An imperforate anus is a stricture or the absence of the anus (Gourlay, 2013). In week 7
of intrauterine life, the upper bowel elongates to pouch and combine with a pouch invaginating
from the perineum. These two sections of bowel meet, the membranes between them are
absorbed, and the bowel is then patent to the outside. If this motion toward each other does
not occur or if the membrane between the two surfaces does not dissolve, an imperforate anus
occurs. The disorder can be relatively minor, requiring just surgical incision of the persistent
membrane, or much more severe, involving sections of the bowel that are many inches apart
with no anus. There may be an accompanying fistula to the bladder in boys and to the vagina in
girls, further complicating a surgical repair. The problem occurs in approximately 1 in 5,000 live
births, more commonly in boys than in girls. It may occur as an additional complication of spinal
cord disorders, because both the external anal canal and the spinal cord arise from the same
germ tissue layer.

Imperforate anus or anal atresia is a congenital anorectal malformation (ARM) where a


normal anal opening is absent at birth. ARMs comprise of a broad spectrum of defects ranging
from minor (e.g., membranous covering) to complex cloacal malformations involving the
urinary and genital tracts as well. Thus prognosis may vary greatly. ARMs commonly have
associated maldevelopment of the pelvic muscles, including the external anal sphincter and
nerves. About half of patients with ARM also have anomalies of other organ systems. These
most commonly involve genitourinary and musculoskeletal systems. Delayed diagnosis may
happen in one out of five neonates, despite routine postpartum evaluation. Such a delay may
increase morbidity and mortality.

b. Risk Factors/Causes/Etiology

Although the precise embryologic defect that causes anorectal malformations has not
been determined, cloacal membrane formation and subsequent breakdown into urogenital and
anal openings should occur by 8 weeks gestation. Defects in the formation or shape of the
posterior urorectal septum account for many of the described abnormalities of imperforate
anus. Müllerian ducts appear after this critical period; how they are incorporated into this
development is unclear.
No known risk factors predispose a person to have a child with imperforate anus, which
should be clearly emphasized to parents of affected children who may harbor feelings of guilt. A
genetic linkage is sometimes present. Most cases of imperforate anus are sporadic without a
family history of the condition, but some families have several children with malformations.
Genetic studies are ongoing.
While a specific cause of anorectal malformations is not known, it is very likely that
genetic factors play a role in their development. The incidence of having a second child with an
anorectal malformation is approximately one percent. There are several genetic syndromes
with an increased incidence of anorectal malformations such as the Currarino triad which
exhibits autosomal dominant inheritance, and patients with trisomy 21 have a known
association with anorectal malformation without fistula. Approximately 95% of patients with
trisomy 21 have anorectal malformation without fistula compared to only 5% of all patients
with anorectal malformations. There is also some data to suggest environmental factor
exposures may be related to the development of anorectal malformations such as in vitro
fertilization, thalidomide exposure, and diabetes. Animal models have also shown exposure to
trans-retinoic acid, and ethylene thiourea correlates with anorectal malformations.
c. Incidence (Global, National & Local)

Global
Imperforate anus has an incidence estimated to be 1 in 5000 births in the U.S. Males
have a slightly higher incidence than females. Rectourethral fistula is the most common defect
in males and rectovestibular fistula in females.

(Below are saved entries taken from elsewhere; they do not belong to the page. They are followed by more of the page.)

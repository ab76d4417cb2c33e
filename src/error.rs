//! Error types for the controller protocol engine.
//!
//! Failures are split by where they originate so calling code can pick a recovery
//! strategy without string matching:
//!
//! - **`TransportError`**: the byte channel itself failed (port could not be opened, a write
//!   failed, or no terminator arrived before the read timeout).
//! - **`DecodeError`**: a line arrived but does not have the shape expected for the command
//!   that triggered it. This points at line noise or a model/protocol mismatch.
//! - **`StageError`**: the umbrella type returned by session, axis and poller operations. It
//!   wraps the two above and adds the hardware-level and caller-level conditions
//!   (`CommandRejected`, `InvalidAxis`, `Timeout`, ...).
//!
//! Nothing in the crate retries on its own; every failure is surfaced as-is.

use std::time::Duration;
use thiserror::Error;

use crate::hardware::types::{Axis, ControllerModel};

/// Convenience alias for results using the crate error type.
pub type StageResult<T> = std::result::Result<T, StageError>;

/// Failures of the duplex byte channel.
#[derive(Error, Debug)]
pub enum TransportError {
    #[error("Serial port '{port}' unavailable: {reason}")]
    PortUnavailable { port: String, reason: String },

    #[error("Write failed: {0}")]
    Write(#[source] std::io::Error),

    #[error("No line terminator received within {0:?}")]
    ReadTimeout(Duration),

    #[error("I/O error: {0}")]
    Io(#[from] std::io::Error),

    #[error("Transport closed")]
    Closed,
}

/// Which response layout a decoder was expecting.
#[derive(Debug, Clone, Copy, PartialEq, Eq)]
pub enum ResponseKind {
    Ack,
    Status1,
    Status2,
    Version,
    IoInput,
    Command,
}

impl std::fmt::Display for ResponseKind {
    fn fmt(&self, f: &mut std::fmt::Formatter<'_>) -> std::fmt::Result {
        let name = match self {
            ResponseKind::Ack => "ack",
            ResponseKind::Status1 => "status1",
            ResponseKind::Status2 => "status2",
            ResponseKind::Version => "version",
            ResponseKind::IoInput => "io input",
            ResponseKind::Command => "command",
        };
        f.write_str(name)
    }
}

/// A received line did not match the layout of its response class.
#[derive(Error, Debug, Clone, PartialEq, Eq)]
pub enum DecodeError {
    #[error("Empty response")]
    EmptyResponse,

    #[error("Malformed {kind} response '{line}': {reason}")]
    Malformed {
        kind: ResponseKind,
        line: String,
        reason: String,
    },
}

impl DecodeError {
    pub(crate) fn malformed(kind: ResponseKind, line: &str, reason: impl Into<String>) -> Self {
        DecodeError::Malformed {
            kind,
            line: line.to_string(),
            reason: reason.into(),
        }
    }
}

#[derive(Error, Debug)]
pub enum StageError {
    #[error("Transport error: {0}")]
    Transport(#[from] TransportError),

    #[error("Decode error: {0}")]
    Decode(#[from] DecodeError),

    #[error("Controller rejected command '{command}'")]
    CommandRejected { command: String },

    #[error("Axis {axis} is not valid for a {model} controller")]
    InvalidAxis { axis: u8, model: ControllerModel },

    #[error("Invalid speed profile: minimum {min} PPS exceeds maximum {max} PPS")]
    InvalidSpeedProfile { min: u32, max: u32 },

    #[error("Invalid parameter: {0}")]
    InvalidParameter(String),

    #[error("Axis {axis} still moving after {waited:?}")]
    Timeout { axis: Axis, waited: Duration },

    #[error("Controller session lock poisoned")]
    SessionPoisoned,
}

impl StageError {
    /// Whether the caller can reasonably continue using the session after this error.
    ///
    /// Rejections and motion timeouts leave the channel framing intact. Transport and decode
    /// failures mean the channel state is unknown until the caller re-synchronizes.
    pub fn is_recoverable(&self) -> bool {
        matches!(
            self,
            StageError::CommandRejected { .. }
                | StageError::Timeout { .. }
                | StageError::InvalidAxis { .. }
                | StageError::InvalidSpeedProfile { .. }
                | StageError::InvalidParameter(_)
        )
    }
}
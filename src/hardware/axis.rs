//! Axis-scoped view of a controller session.
//!
//! An `AxisView` is a lightweight handle (a session reference plus an axis) that fixes the
//! axis argument of the session's operations. It owns no I/O of its own, so two views of one
//! dual-axis controller share the single transport safely.
//!
//! With auto-wait enabled (the default taken from the session's motion settings), motion
//! operations block until the axis reports stopped before returning. Jogging never waits,
//! since a jog runs until it is stopped.

use std::time::Duration;

use tracing::debug;

use crate::error::StageResult;
use crate::hardware::poller::{self, MotionReport};
use crate::hardware::response::{MotionState, Status2};
use crate::hardware::session::ControllerSession;
use crate::hardware::transport::Transport;
use crate::hardware::types::{Axis, AxisSelect, ControllerModel, Direction, SpeedProfile};

/// Origin search direction used by `reset()`.
const DEFAULT_ORIGIN_DIRECTION: Direction = Direction::Minus;

pub struct AxisView<'s, T: Transport> {
    session: &'s ControllerSession<T>,
    axis: Axis,
    auto_wait: bool,
    poll_interval: Duration,
    wait_timeout: Duration,
}

impl<'s, T: Transport> AxisView<'s, T> {
    /// Callers go through `ControllerSession::axis`, which validates `axis`.
    pub(crate) fn new(session: &'s ControllerSession<T>, axis: Axis) -> Self {
        let motion = session.motion_settings();
        Self {
            session,
            axis,
            auto_wait: motion.auto_wait,
            poll_interval: motion.poll_interval,
            wait_timeout: motion.wait_timeout,
        }
    }

    pub fn axis(&self) -> Axis {
        self.axis
    }

    pub fn session(&self) -> &'s ControllerSession<T> {
        self.session
    }

    pub fn auto_wait(&self) -> bool {
        self.auto_wait
    }

    pub fn set_auto_wait(&mut self, enabled: bool) {
        self.auto_wait = enabled;
    }

    pub fn with_auto_wait(mut self, enabled: bool) -> Self {
        self.auto_wait = enabled;
        self
    }

    /// Override the polling cadence used by `wait_until_ready` for this view.
    pub fn with_wait_timing(mut self, poll_interval: Duration, timeout: Duration) -> Self {
        self.poll_interval = poll_interval;
        self.wait_timeout = timeout;
        self
    }

    fn select(&self) -> AxisSelect {
        AxisSelect::Single(self.axis)
    }

    fn settle(&self) -> StageResult<()> {
        if self.auto_wait {
            self.wait_until_ready()?;
        }
        Ok(())
    }

    /// Current position in pulses, read fresh from the controller.
    pub fn position(&self) -> StageResult<i64> {
        self.session.position(self.axis)
    }

    pub fn move_absolute_pulses(&self, target: i64) -> StageResult<()> {
        debug!(axis = %self.axis, target, "Absolute move");
        self.session.set_position(self.axis, target)?;
        self.settle()
    }

    pub fn move_relative_pulses(&self, delta: i64) -> StageResult<()> {
        debug!(axis = %self.axis, delta, "Relative move");
        self.session.increment_position(self.axis, delta)?;
        self.settle()
    }

    /// Return to the mechanical origin in the default search direction.
    pub fn reset(&self) -> StageResult<()> {
        self.reset_towards(DEFAULT_ORIGIN_DIRECTION)
    }

    /// Return to the mechanical origin searching in `direction`.
    ///
    /// Single-axis controllers ignore `direction`; their search direction is set by switches.
    pub fn reset_towards(&self, direction: Direction) -> StageResult<()> {
        self.session.return_origin(direction, self.select())?;
        self.settle()
    }

    /// Start a constant-speed jog. Returns as soon as the jog is running.
    pub fn jog(&self, direction: Direction) -> StageResult<()> {
        self.session.start_jog(self.axis, direction)
    }

    /// Decelerate and stop this axis.
    pub fn stop(&self) -> StageResult<()> {
        self.session.decelerate_stop(self.select())
    }

    pub fn set_speed(&self, profile: SpeedProfile) -> StageResult<()> {
        self.session.set_speed(profile, self.select())
    }

    pub fn speed(&self) -> StageResult<SpeedProfile> {
        self.session.speed_profile(self.axis)
    }

    pub fn energize(&self, enable: bool) -> StageResult<()> {
        self.session.energize_motor(enable, self.select())
    }

    pub fn set_logical_zero(&self) -> StageResult<()> {
        self.session.set_logical_zero(self.select())
    }

    /// Fresh status2 of the whole controller.
    pub fn status2(&self) -> StageResult<Status2> {
        self.session.query_status2()
    }

    /// Busy flag of this axis from a fresh status2 query.
    pub fn motion_state(&self) -> StageResult<MotionState> {
        let status = self.status2()?;
        Ok(status.motion(self.axis).unwrap_or(MotionState::Stopped))
    }

    pub fn is_ready(&self) -> StageResult<bool> {
        self.session.is_ready(self.axis)
    }

    pub fn wait_until_ready(&self) -> StageResult<MotionReport> {
        poller::wait_until_stopped(self.session, self.axis, self.poll_interval, self.wait_timeout)
    }

    pub fn model(&self) -> ControllerModel {
        self.session.model()
    }
}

Anorectal malformations occur approximately in 1 in every 5000 live births. They are
slightly more common in males (1.2 to 1). The majority of male patients with an anorectal
malformation have some form of connection to the urinary system, or a recto-urethral fistula
(approximately 70% of this patient population). The most common type of anorectal
malformation in female patients is a recto-vestibular fistula.

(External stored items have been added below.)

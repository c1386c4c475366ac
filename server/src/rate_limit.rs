//! Per-submitter submission cooldown.
//!
//! Checking and recording are split: a submission only consumes the
//! cooldown once the store has actually accepted it.

use chrono::{DateTime, Duration, Utc};
use std::collections::HashMap;
use std::sync::{Mutex, PoisonError};

#[derive(Debug, Default)]
pub struct RateLimiter {
    /// Submitter -> time of last accepted submission
    last_accepted: Mutex<HashMap<String, DateTime<Utc>>>,
}

impl RateLimiter {
    pub fn new() -> Self {
        Self::default()
    }

    /// `Ok(())` when the submitter may submit at `now`, otherwise the time
    /// left on their cooldown. Does not record anything.
    pub fn try_accept(
        &self,
        submitter: &str,
        cooldown: Duration,
        now: DateTime<Utc>,
    ) -> Result<(), Duration> {
        let state = self
            .last_accepted
            .lock()
            .unwrap_or_else(PoisonError::into_inner);
        match state.get(submitter) {
            Some(last) => {
                let elapsed = now - *last;
                if elapsed < cooldown {
                    Err(cooldown - elapsed)
                } else {
                    Ok(())
                }
            }
            None => Ok(()),
        }
    }

    /// Call only after the store accepted the submission.
    pub fn record_accepted(&self, submitter: &str, now: DateTime<Utc>) {
        let mut state = self
            .last_accepted
            .lock()
            .unwrap_or_else(PoisonError::into_inner);
        state.insert(submitter.to_string(), now);
    }

    pub fn tracked(&self) -> usize {
        self.last_accepted
            .lock()
            .unwrap_or_else(PoisonError::into_inner)
            .len()
    }
}
use crate::catalog::{Catalog, Category};
use crate::error::PersistError;
use crate::store::{Board, ScoreEntry};
use rusqlite::{params, Connection, ErrorCode};
use std::path::{Path, PathBuf};
use std::sync::{Mutex, PoisonError};
use std::time::Duration;

const SCHEMA: &str = include_str!("schema.sql");
const BUSY_TIMEOUT: Duration = Duration::from_millis(5000);

/// SQLite-backed leaderboard record: one row per score entry.
pub struct Db {
    path: Option<PathBuf>,
    conn: Mutex<Connection>,
}

impl Db {
    pub fn open(path: &Path) -> Result<Self, rusqlite::Error> {
        // Opening is lazy; a file that is not a database only fails on first query.
        let conn = Connection::open(path)?;
        conn.busy_timeout(BUSY_TIMEOUT)?;
        Ok(Db {
            path: Some(path.to_path_buf()),
            conn: Mutex::new(conn),
        })
    }

    pub fn open_in_memory() -> Result<Self, rusqlite::Error> {
        Ok(Db {
            path: None,
            conn: Mutex::new(Connection::open_in_memory()?),
        })
    }

    pub fn with_conn<F, T>(&self, f: F) -> Result<T, rusqlite::Error>
    where
        F: FnOnce(&mut Connection) -> Result<T, rusqlite::Error>,
    {
        let mut conn = self.conn.lock().unwrap_or_else(PoisonError::into_inner);
        f(&mut conn)
    }

    pub fn init_schema(&self) -> Result<(), rusqlite::Error> {
        self.with_conn(|conn| conn.execute_batch(SCHEMA))
    }

    /// `true` when the scores table already existed before this process.
    pub fn has_scores_table(&self) -> Result<bool, rusqlite::Error> {
        self.with_conn(|conn| {
            let count: i64 = conn.query_row(
                "SELECT COUNT(*) FROM sqlite_master WHERE type='table' AND name='scores'",
                [],
                |row| row.get(0),
            )?;
            Ok(count == 1)
        })
    }

    /// Reads every row in insertion order. Rows naming an unknown category
    /// are counted as dropped along with the ones the catalog rejects.
    pub fn load(&self, catalog: &Catalog) -> Result<(Board, usize), rusqlite::Error> {
        let (rows, unknown) = self.with_conn(|conn| {
            let mut stmt = conn.prepare(
                "SELECT category, course, variant, submitter, score
                 FROM scores ORDER BY rowid",
            )?;
            let rows = stmt.query_map([], |row| {
                Ok((
                    row.get::<_, String>(0)?,
                    row.get::<_, String>(1)?,
                    row.get::<_, String>(2)?,
                    row.get::<_, String>(3)?,
                    row.get::<_, i64>(4)?,
                ))
            })?;

            let mut entries = Vec::new();
            let mut unknown = 0;
            for row in rows {
                let (category, course, variant, submitter, score) = row?;
                match category.parse::<Category>() {
                    Ok(category) => entries.push(ScoreEntry {
                        category,
                        course,
                        variant,
                        submitter,
                        score,
                    }),
                    Err(_) => unknown += 1,
                }
            }
            Ok((entries, unknown))
        })?;

        let (board, dropped) = Board::from_entries(catalog, rows);
        Ok((board, dropped + unknown))
    }

    /// Replaces the table contents with `board` in one transaction.
    pub fn save(&self, board: &Board) -> Result<(), rusqlite::Error> {
        self.with_conn(|conn| {
            let tx = conn.transaction()?;
            tx.execute("DELETE FROM scores", [])?;
            {
                let mut stmt = tx.prepare(
                    "INSERT INTO scores (category, course, variant, submitter, score)
                     VALUES (?1, ?2, ?3, ?4, ?5)",
                )?;
                for e in board.entries() {
                    stmt.execute(params![
                        e.category.as_ref(),
                        e.course,
                        e.variant,
                        e.submitter,
                        e.score
                    ])?;
                }
            }
            tx.commit()
        })
    }

    /// Throws away the current file and starts over with an empty schema.
    pub fn recreate(&self) -> Result<(), PersistError> {
        let mut conn = self.conn.lock().unwrap_or_else(PoisonError::into_inner);
        // Release the handle on the old file before removing it.
        *conn = Connection::open_in_memory()?;
        if let Some(path) = &self.path {
            match std::fs::remove_file(path) {
                Ok(()) => {}
                Err(e) if e.kind() == std::io::ErrorKind::NotFound => {}
                Err(e) => return Err(e.into()),
            }
            *conn = Connection::open(path)?;
            conn.busy_timeout(BUSY_TIMEOUT)?;
        }
        conn.execute_batch(SCHEMA)?;
        Ok(())
    }

    pub fn path(&self) -> Option<&Path> {
        self.path.as_deref()
    }
}

/// Errors meaning the file is not a usable database, as opposed to
/// transient failures like a locked or unwritable file.
pub fn is_corruption(err: &rusqlite::Error) -> bool {
    match err {
        rusqlite::Error::SqliteFailure(e, _) => {
            matches!(e.code, ErrorCode::NotADatabase | ErrorCode::DatabaseCorrupt)
        }
        rusqlite::Error::FromSqlConversionFailure(..)
        | rusqlite::Error::InvalidColumnType(..)
        | rusqlite::Error::InvalidColumnName(_) => true,
        _ => false,
    }
}

#[cfg(test)]
mod tests {
    use super::*;
    use crate::store::{ScoreKey, ScoreStore};
    use std::sync::Arc;

    #[test]
    fn test_schema_creates_scores_table() {
        let db = Db::open_in_memory().unwrap();
        assert!(!db.has_scores_table().unwrap());
        db.init_schema().unwrap();
        assert!(db.has_scores_table().unwrap());
    }

    #[test]
    fn test_save_then_load_preserves_order() {
        let catalog = Arc::new(Catalog::builtin());
        let store = ScoreStore::new(catalog.clone());
        for (name, score) in [("zed", 5), ("amy", 50), ("bob", 20)] {
            store.upsert_if_better(
                &ScoreKey {
                    category: Category::Awd,
                    course: "Fujimi Kaido".into(),
                    variant: "Fujimi Circuit".into(),
                    submitter: name.into(),
                },
                score,
            );
        }

        let db = Db::open_in_memory().unwrap();
        db.init_schema().unwrap();
        db.save(&store.contents()).unwrap();
        let (board, dropped) = db.load(&catalog).unwrap();
        assert_eq!(dropped, 0);
        assert_eq!(board, store.contents());
        let order: Vec<_> = board.entries().map(|e| e.submitter).collect();
        assert_eq!(order, vec!["zed", "amy", "bob"]);
    }

    #[test]
    fn test_load_counts_unknown_rows() {
        let catalog = Catalog::builtin();
        let db = Db::open_in_memory().unwrap();
        db.init_schema().unwrap();
        db.with_conn(|conn| {
            conn.execute(
                "INSERT INTO scores VALUES ('XWD', 'Hakone', 'Club Circuit', 'bob', 3)",
                [],
            )?;
            conn.execute(
                "INSERT INTO scores VALUES ('RWD', 'Hakone', 'Club Circuit', 'bob', 3)",
                [],
            )?;
            Ok(())
        })
        .unwrap();
        let (board, dropped) = db.load(&catalog).unwrap();
        assert_eq!(dropped, 1);
        assert_eq!(board.len(), 1);
    }
}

d. Manifestations/Signs and symptoms


The signs of imperforate anus are usually obvious soon after birth. They include:
 no anal opening
 an anal opening in the wrong place, such as too close to the vagina
 no stool in the first 24 to 48 hours of life
 stool passing through the wrong place, such as the urethra, vagina, scrotum, or the base
of the penis
 a swollen abdomen
 an abnormal connection, or fistula, between your baby’s rectum and their reproductive
system or urinary tract

e. Laboratory & Diagnostic Procedures


Diagnostic evaluation of these patients should focus on delineating the level and
complexity of anorectal malformation and identification of any associated defects. These
patients have a high incidence of associated genitourinary and musculoskeletal (usually
sacral) malformations, especially if a high anorectal malformation is present. Evaluation of
vertebral and spinal cord defects is essential. The approach to these patients involves an
interprofessional team, including pediatricians, neonatologists, pediatric surgery, and pediatric
urology. 
Ultrasound of abdomen and pelvis is a valuable screening modality for the diagnosis of
associated gastrointestinal and genitourinary anomalies and should take place early.
Ultrasound of the perineum helps estimate the distance between the rectal pouch and the
perineum. 
Once abdominal distension has developed, a lateral film radiograph in prone position
should be done to determine the location of the distal bowel air bubble from the anal dimple
(marked by the placement of a lead marker). A distance of less than 1 cm usually indicates a low
defect, and greater than 1 cm distance may indicate a high defect. Traditionally, invertogram
(i.e., radiograph with infant held upside down) has been used to indicate this pouch-perineum
distance. But the baby is usually uncomfortable in this position, and incessant crying may lead
to contraction of puborectalis sling and obscuration of the distal rectal pouch. For this reason, a
prone cross-lateral view is now preferable to an invertogram. Invertogram has been shown to
be highly inaccurate for assessment of pouch position.
A plain radiograph of the entire spine, including the sacrum and both iliac wing, should
be done to detect vertebral anomalies and sacrum adequacy. X-rays of the extremities are
necessary if there are abnormal findings on the physical exam. Evaluation of any associated
cardiac defects should take place with an echocardiogram. 
In an infant where diverting colostomy has occurred for complex ARM (esp. cloaca), a
contrast study of distal colon (distal colostography) is beneficial in identifying the real height of
the distal rectal pouch and its fistulous connection. It needs an injection of water-soluble
contrast via distal mucous fistula under pressure. If there is a connection to the urinary bladder,
a voiding cystourethrogram may be done at the same time to delineate the anatomy of the
urinary bladder and any associated vesicoureteric reflux. Experienced hands should perform
this procedure; there have been reports of bowel perforation as a complication. Although very
accurate in determining the location of the rectal pouch and fistula, the distal colostogram does
not provide any information regarding the anatomy of pelvic musculature.     
An MRI of the pelvis is beneficial for delineating the anatomy of pelvic floor muscles, the
location of the rectal pouch, and any fistula. Recent advances in MRI imaging have allowed
high-resolution imaging of pelvic structures. These findings may significantly influence the
planned surgical approach. MRI may also serve to evaluate for a tethered cord or abnormal
attachment of the spinal cord to the vertebrate, as well as for the assessment of anatomical
development after surgical correction of ARM.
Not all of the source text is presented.